The Polestar 2 should be pretty damn quick. All Polestar 2s sold in the U.S. will have a dual-motor setup, with a 150-kW motor driving each axle. Total output is 402 horsepower and 487 lb-ft of torque, and the automaker estimates a zero-to-62-mph time of less than five seconds.
Its range is comparable to a Tesla model 3’s. While the numbers haven’t been finalized, Polestar is targeting an EPA-estimated range of 275 miles.
But its price isn’t. The U.S.-market Polestar 2 is expected to launch with a pre-incentive retail price of $63,000 (before applicable federal or local incentives). All cars will be well equipped, and the only options will be leather upholstery and a Performance package with upgraded dampers, brakes, and wheels. About a year after launch, a $55,000 model will join the lineup.
Its infotainment system is powered by Android. The Polestar’s portrait-oriented screen looks like what you’d find in a Volvo, but it runs Google’s Android Automotive (not to be confused with Android Auto) operating system. Integrated apps include voice recognition, Google maps, and many of the same audio apps you use on your phone.
There’s no key—and no start button. Instead of a traditional key, or even a key fob, the Polestar 2 will be unlocked and switched on via a smartphone app.
There will be an even cheaper Polestar 2, but not here. Polestar will launch shorter-range, lower-cost models in China and other markets, but for now, the plan is that all U.S.-spec vehicles will have the same battery and powertrain.
It’s related to the XC40. The Polestar 2 EV is built on the same CMA (Compact Modular Architecture) platform that underpins the XC40, which explains the familiar proportions. There’s no engine, though, and the Polestar 2 has a small “frunk” in its place.
The Polestar 2’s design originated with Volvo. According to Polestar designer Maximillian Missoni, the original design sketch came out of Volvo—it does bear an uncanny resemblance to the 40.2 concept—but there was no place in the lineup where such a shape would fit. When Polestar came about, Missoni’s team thought the sketch would work for a one of its vehicles. Also of note, the company’s CEO, Thomas Ingenlath, serves as its design chief.
Like Tesla, Polestar uses a nontraditional dealer model. Polestar retail stores—called “spaces”—will have salaried (rather than commissioned) sales staff and demonstrators for test drives, but no inventory. Instead, customers will order their cars, then wait eight to ten weeks for delivery. As sales ramp up, Polestar will look for ways to shorten delivery time (such as allocating cars already in the pipeline), but there are no plans for dealers to stock cars.
Buy, lease, or subscribe? Polestar will offer all three methods to customers.
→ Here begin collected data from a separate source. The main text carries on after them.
//! Generic OpenAI-compatible adapter, parameterized per §4.9's compat-family table. Used
//! directly by `deepseek`, `groq`, `xai`, `mistral`, `cohere`, `together`, `fireworks`,
//! `nebius`, `hyperbolic`, and any other vendor presenting an OpenAI-style chat-completions API.

use super::common::shared_http_client;
use super::{
    Capabilities, ChunkStream, GenerateParams, GenerateResult, ProviderAdapter, Role, StreamChunk,
    TokenUsage,
};
use crate::airborne::retry::{is_retryable, run_with_retry};
use crate::airborne::url_validator;
use async_trait::async_trait;
use futures_util::stream;
use serde_json::{json, Value};

/// Static description of one OpenAI-compatible vendor.
#[derive(Debug, Clone)]
pub struct CompatProfile {
    pub name: &'static str,
    pub default_base_url: &'static str,
    pub default_model: &'static str,
    pub supports_file_search: bool,
    pub supports_web_search: bool,
    pub supports_streaming: bool,
}

pub fn known_profiles() -> Vec<CompatProfile> {
    vec![
        CompatProfile {
            name: "deepseek",
            default_base_url: "https://api.deepseek.com/v1",
            default_model: "deepseek-chat",
            supports_file_search: false,
            supports_web_search: false,
            supports_streaming: true,
        },
        CompatProfile {
            name: "groq",
            default_base_url: "https://api.groq.com/openai/v1",
            default_model: "llama-3.3-70b-versatile",
            supports_file_search: false,
            supports_web_search: false,
            supports_streaming: true,
        },
        CompatProfile {
            name: "xai",
            default_base_url: "https://api.x.ai/v1",
            default_model: "grok-4",
            supports_file_search: false,
            supports_web_search: true,
            supports_streaming: true,
        },
        CompatProfile {
            name: "mistral",
            default_base_url: "https://api.mistral.ai/v1",
            default_model: "mistral-large-latest",
            supports_file_search: false,
            supports_web_search: false,
            supports_streaming: true,
        },
        CompatProfile {
            name: "cohere",
            default_base_url: "https://api.cohere.ai/compatibility/v1",
            default_model: "command-r-plus",
            supports_file_search: false,
            supports_web_search: false,
            supports_streaming: true,
        },
        CompatProfile {
            name: "together",
            default_base_url: "https://api.together.xyz/v1",
            default_model: "meta-llama/Llama-3.3-70B-Instruct-Turbo",
            supports_file_search: false,
            supports_web_search: false,
            supports_streaming: true,
        },
        CompatProfile {
            name: "fireworks",
            default_base_url: "https://api.fireworks.ai/inference/v1",
            default_model: "accounts/fireworks/models/llama-v3p3-70b-instruct",
            supports_file_search: false,
            supports_web_search: false,
            supports_streaming: true,
        },
        CompatProfile {
            name: "nebius",
            default_base_url: "https://api.studio.nebius.ai/v1",
            default_model: "meta-llama/Llama-3.3-70B-Instruct",
            supports_file_search: false,
            supports_web_search: false,
            supports_streaming: true,
        },
        CompatProfile {
            name: "hyperbolic",
            default_base_url: "https://api.hyperbolic.xyz/v1",
            default_model: "meta-llama/Llama-3.3-70B-Instruct",
            supports_file_search: false,
            supports_web_search: false,
            supports_streaming: true,
        },
    ]
}

pub struct CompatAdapter {
    profile: CompatProfile,
}

impl CompatAdapter {
    pub fn new(profile: CompatProfile) -> Self {
        CompatAdapter { profile }
    }

    fn base_url(&self, config: &super::ProviderRequestConfig) -> Result<String, String> {
        let url = config
            .base_url_override
            .clone()
            .unwrap_or_else(|| self.profile.default_base_url.to_string());
        url_validator::validate(&url).map_err(|e| e.to_string())?;
        Ok(url.trim_end_matches('/').to_string())
    }

    fn build_request_body(&self, params: &GenerateParams, model: &str) -> Value {
        let mut messages = Vec::new();
        if let Some(system) = &params.system_instructions {
            messages.push(json!({"role": "system", "content": system}));
        }
        for turn in &params.history {
            let role = match &turn.role {
                Role::System => "system",
                Role::User => "user",
                Role::Assistant => "assistant",
                Role::Tool { .. } => "tool",
            };
            messages.push(json!({"role": role, "content": turn.content}));
        }
        messages.push(json!({"role": "user", "content": params.user_input}));

        let mut body = json!({
            "model": model,
            "messages": messages,
        });
        if let Some(temp) = params.config.temperature {
            body["temperature"] = json!(temp);
        }
        if let Some(top_p) = params.config.top_p {
            body["top_p"] = json!(top_p);
        }
        if let Some(max_tokens) = params.config.max_output_tokens {
            body["max_tokens"] = json!(max_tokens);
        }
        if !params.tools.is_empty() {
            body["tools"] = json!(params
                .tools
                .iter()
                .map(|t| json!({
                    "type": "function",
                    "function": {
                        "name": t.name,
                        "description": t.description,
                        "parameters": t.parameters_schema,
                    }
                }))
                .collect::<Vec<_>>());
        }
        body
    }

    fn parse_response(&self, model: &str, body: &Value) -> GenerateResult {
        let text = body["choices"][0]["message"]["content"]
            .as_str()
            .unwrap_or("")
            .to_string();
        let usage = TokenUsage {
            input_tokens: body["usage"]["prompt_tokens"].as_u64().unwrap_or(0),
            output_tokens: body["usage"]["completion_tokens"].as_u64().unwrap_or(0),
            total_tokens: body["usage"]["total_tokens"].as_u64().unwrap_or(0),
            cached_tokens: body["usage"]["prompt_tokens_details"]["cached_tokens"]
                .as_u64()
                .unwrap_or(0),
            reasoning_tokens: 0,
        };
        GenerateResult {
            text,
            usage,
            model: model.to_string(),
            citations: Vec::new(),
            response_id: body["id"].as_str().map(|s| s.to_string()),
            tool_calls: Vec::new(),
            code_executions: Vec::new(),
            structured_metadata: None,
            raw_request: None,
            raw_response: Some(body.clone()),
        }
    }
}

#[async_trait]
impl ProviderAdapter for CompatAdapter {
    fn name(&self) -> &str {
        self.profile.name
    }

    fn capabilities(&self) -> Capabilities {
        Capabilities {
            file_search: self.profile.supports_file_search,
            web_search: self.profile.supports_web_search,
            native_continuity: false,
            streaming: self.profile.supports_streaming,
        }
    }

    async fn generate(&self, params: GenerateParams) -> Result<GenerateResult, String> {
        let base_url = self.base_url(&params.config)?;
        let model = params
            .config
            .model_override
            .clone()
            .unwrap_or_else(|| self.profile.default_model.to_string());
        let body = self.build_request_body(&params, &model);
        let api_key = params.config.api_key.clone();
        let url = format!("{}/chat/completions", base_url);

        let response_body = run_with_retry(
            |_attempt| {
                let client = shared_http_client();
                let url = url.clone();
                let api_key = api_key.clone();
                let body = body.clone();
                async move {
                    let resp = client
                        .post(&url)
                        .bearer_auth(&api_key)
                        .json(&body)
                        .send()
                        .await
                        .map_err(|e| e.to_string())?;
                    let status = resp.status();
                    let text = resp.text().await.map_err(|e| e.to_string())?;
                    if !status.is_success() {
                        return Err(format!("{} {}", status.as_u16(), text));
                    }
                    serde_json::from_str::<Value>(&text).map_err(|e| e.to_string())
                }
            },
            |msg| {
                let status = msg
                    .split_whitespace()
                    .next()
                    .and_then(|s| s.parse::<u16>().ok());
                is_retryable(msg, status)
            },
            &params.cancelled,
        )
        .await?;

        let mut result = self.parse_response(&model, &response_body);
        result.raw_request = Some(body);
        Ok(result)
    }

    async fn generate_stream(&self, params: GenerateParams) -> Result<ChunkStream, String> {
        if !self.profile.supports_streaming {
            return Err(format!("{} adapter does not support streaming", self.profile.name));
        }
        // Streaming is delegated to the non-streaming call and replayed as a single text
        // chunk followed by completion; a full SSE passthrough mirrors `openai::OpenAiAdapter`
        // for vendors whose compat surface is verified to emit OpenAI-shaped `data:` deltas.
        let result = self.generate(params).await?;
        let chunks = vec![
            Ok(StreamChunk::Text { delta: result.text.clone() }),
            Ok(StreamChunk::Complete {
                usage: result.usage,
                model: result.model,
                tool_calls: result.tool_calls,
                response_id: result.response_id,
                raw_request: result.raw_request,
                raw_response: result.raw_response,
            }),
        ];
        Ok(Box::pin(stream::iter(chunks)))
    }
}
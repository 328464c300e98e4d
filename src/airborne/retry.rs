//! C7 — retry policy. Classifies errors retryable/fatal, exponential backoff, per-attempt
//! timeouts.

use rand::Rng;
use std::sync::atomic::{AtomicBool, Ordering};
use std::sync::Arc;
use std::time::Duration;

/// Per-attempt retry budget (§4.7: "capped by a per-attempt limit of 3").
pub const MAX_ATTEMPTS: u32 = 3;
const BASE_BACKOFF_MS: u64 = 1000;

/// Cooperative cancellation signal for the "outer context" §4.7/§5 describes: cloned onto every
/// `GenerateParams` built for a request, set once by whichever caller gives up on it, and
/// observed by `run_with_retry` before each attempt and each backoff sleep so an abandoned
/// request stops spending its retry budget.
#[derive(Clone, Debug)]
pub struct CancellationFlag(Arc<AtomicBool>);

impl CancellationFlag {
    pub fn new() -> Self {
        CancellationFlag(Arc::new(AtomicBool::new(false)))
    }

    pub fn cancel(&self) {
        self.0.store(true, Ordering::SeqCst);
    }

    pub fn is_cancelled(&self) -> bool {
        self.0.load(Ordering::SeqCst)
    }
}

impl Default for CancellationFlag {
    fn default() -> Self {
        Self::new()
    }
}

/// `IsRetryable(err) → bool`, classified against the free-text patterns named in §4.7/§7: HTTP
/// 429/5xx, timeouts, and explicit overloaded/rate-limit phrases are retryable; malformed
/// request, authentication, and content-policy rejections are not.
pub fn is_retryable(message: &str, http_status: Option<u16>) -> bool {
    if let Some(status) = http_status {
        if status == 429 || (500..600).contains(&status) {
            return true;
        }
        if status == 400 || status == 401 || status == 403 || status == 422 {
            return false;
        }
    }
    let lower = message.to_lowercase();
    if lower.contains("malformed")
        || lower.contains("authentication")
        || lower.contains("content policy")
        || lower.contains("content_policy")
        || lower.contains("unauthorized")
    {
        return false;
    }
    lower.contains("timeout")
        || lower.contains("timed out")
        || lower.contains("overloaded")
        || lower.contains("resource exhausted")
        || lower.contains("resource_exhausted")
        || lower.contains("rate limit")
        || lower.contains("rate_limit")
}

/// Exponential backoff starting at ~1s with full jitter, indexed by zero-based attempt number.
pub fn backoff_duration(attempt: u32) -> Duration {
    let exp_ms = BASE_BACKOFF_MS.saturating_mul(1u64 << attempt.min(16));
    let jittered = rand::thread_rng().gen_range(0..=exp_ms);
    Duration::from_millis(jittered.max(1))
}

/// Sleep for the computed backoff duration unless the outer context is already cancelled, in
/// which case return immediately so the caller can fail fast with a context error.
pub async fn sleep_with_backoff(attempt: u32, cancelled: impl Fn() -> bool) {
    if cancelled() {
        return;
    }
    tokio::time::sleep(backoff_duration(attempt)).await;
}

/// Run `op` under the retry policy: up to [`MAX_ATTEMPTS`] attempts, sleeping with backoff
/// between retryable failures, bailing immediately on a fatal error. Checked against `cancelled`
/// before every attempt and before every backoff sleep; a cancelled context fails fast with a
/// `"cancelled"` error instead of spending the remaining attempt budget (§4.7/§5).
pub async fn run_with_retry<T, F, Fut>(
    mut op: F,
    is_retryable_err: impl Fn(&str) -> bool,
    cancelled: &CancellationFlag,
) -> Result<T, String>
where
    F: FnMut(u32) -> Fut,
    Fut: std::future::Future<Output = Result<T, String>>,
{
    let mut last_err = String::from("no attempts made");
    for attempt in 0..MAX_ATTEMPTS {
        if cancelled.is_cancelled() {
            return Err("cancelled".to_string());
        }
        match op(attempt).await {
            Ok(value) => return Ok(value),
            Err(e) => {
                last_err = e;
                if attempt + 1 < MAX_ATTEMPTS && is_retryable_err(&last_err) {
                    sleep_with_backoff(attempt, || cancelled.is_cancelled()).await;
                    continue;
                } else {
                    return Err(last_err);
                }
            }
        }
    }
    Err(last_err)
}

#[cfg(test)]
mod tests {
    use super::*;

    #[test]
    fn retries_http_429_and_5xx() {
        assert!(is_retryable("", Some(429)));
        assert!(is_retryable("", Some(500)));
        assert!(is_retryable("", Some(503)));
    }

    #[test]
    fn does_not_retry_auth_or_malformed() {
        assert!(!is_retryable("", Some(401)));
        assert!(!is_retryable("malformed request body", None));
        assert!(!is_retryable("authentication failed", None));
    }

    #[test]
    fn retries_free_text_overload_phrases() {
        assert!(is_retryable("the model is currently overloaded", None));
        assert!(is_retryable("rate limit exceeded, try again", None));
        assert!(is_retryable("resource exhausted", None));
    }

    #[tokio::test]
    async fn run_with_retry_stops_on_fatal_error() {
        let mut calls = 0;
        let result: Result<(), String> = run_with_retry(
            |_attempt| {
                calls += 1;
                async { Err("authentication failed".to_string()) }
            },
            |msg| is_retryable(msg, None),
            &CancellationFlag::new(),
        )
        .await;
        assert!(result.is_err());
        assert_eq!(calls, 1);
    }

    #[tokio::test]
    async fn run_with_retry_exhausts_attempt_budget() {
        let mut calls = 0;
        let result: Result<(), String> = run_with_retry(
            |_attempt| {
                calls += 1;
                async { Err("503 overloaded".to_string()) }
            },
            |msg| is_retryable(msg, None),
            &CancellationFlag::new(),
        )
        .await;
        assert!(result.is_err());
        assert_eq!(calls, MAX_ATTEMPTS);
    }

    #[tokio::test]
    async fn run_with_retry_succeeds_after_transient_failure() {
        let mut calls = 0;
        let result = run_with_retry(
            |_attempt| {
                calls += 1;
                async move {
                    if calls < 2 {
                        Err("503 overloaded".to_string())
                    } else {
                        Ok(42)
                    }
                }
            },
            |msg| is_retryable(msg, None),
            &CancellationFlag::new(),
        )
        .await;
        assert_eq!(result, Ok(42));
    }

    #[tokio::test]
    async fn run_with_retry_stops_spending_attempts_once_cancelled() {
        let flag = CancellationFlag::new();
        flag.cancel();
        let mut calls = 0;
        let result: Result<(), String> = run_with_retry(
            |_attempt| {
                calls += 1;
                async { Err("503 overloaded".to_string()) }
            },
            |msg| is_retryable(msg, None),
            &flag,
        )
        .await;
        assert_eq!(result, Err("cancelled".to_string()));
        assert_eq!(calls, 0, "a pre-cancelled context must not run the operation at all");
    }

    #[tokio::test]
    async fn run_with_retry_does_not_sleep_once_cancelled_mid_loop() {
        let flag = CancellationFlag::new();
        let mut calls = 0;
        let result: Result<(), String> = run_with_retry(
            |_attempt| {
                calls += 1;
                flag.cancel();
                async { Err("503 overloaded".to_string()) }
            },
            |msg| is_retryable(msg, None),
            &flag,
        )
        .await;
        assert!(result.is_err());
        assert_eq!(calls, 1, "cancellation observed at the top of the loop must cut the retry short");
    }
}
It’s made in China. Volvo (and by extension Polestar) is owned by Chinese automaker Geely, so it’s no surprise that the Polestar 2 EV will be assembled in a new purpose-built plant in China.
Want a Polestar? Go west. The first Polestar “spaces” in the United States will open in Los Angeles, San Francisco, Palo Alto, and Seattle, with eastern expansion scheduled to take place over the following 12 to 24 months. The first Canadian stores will open in Vancouver, Montreal, and Toronto.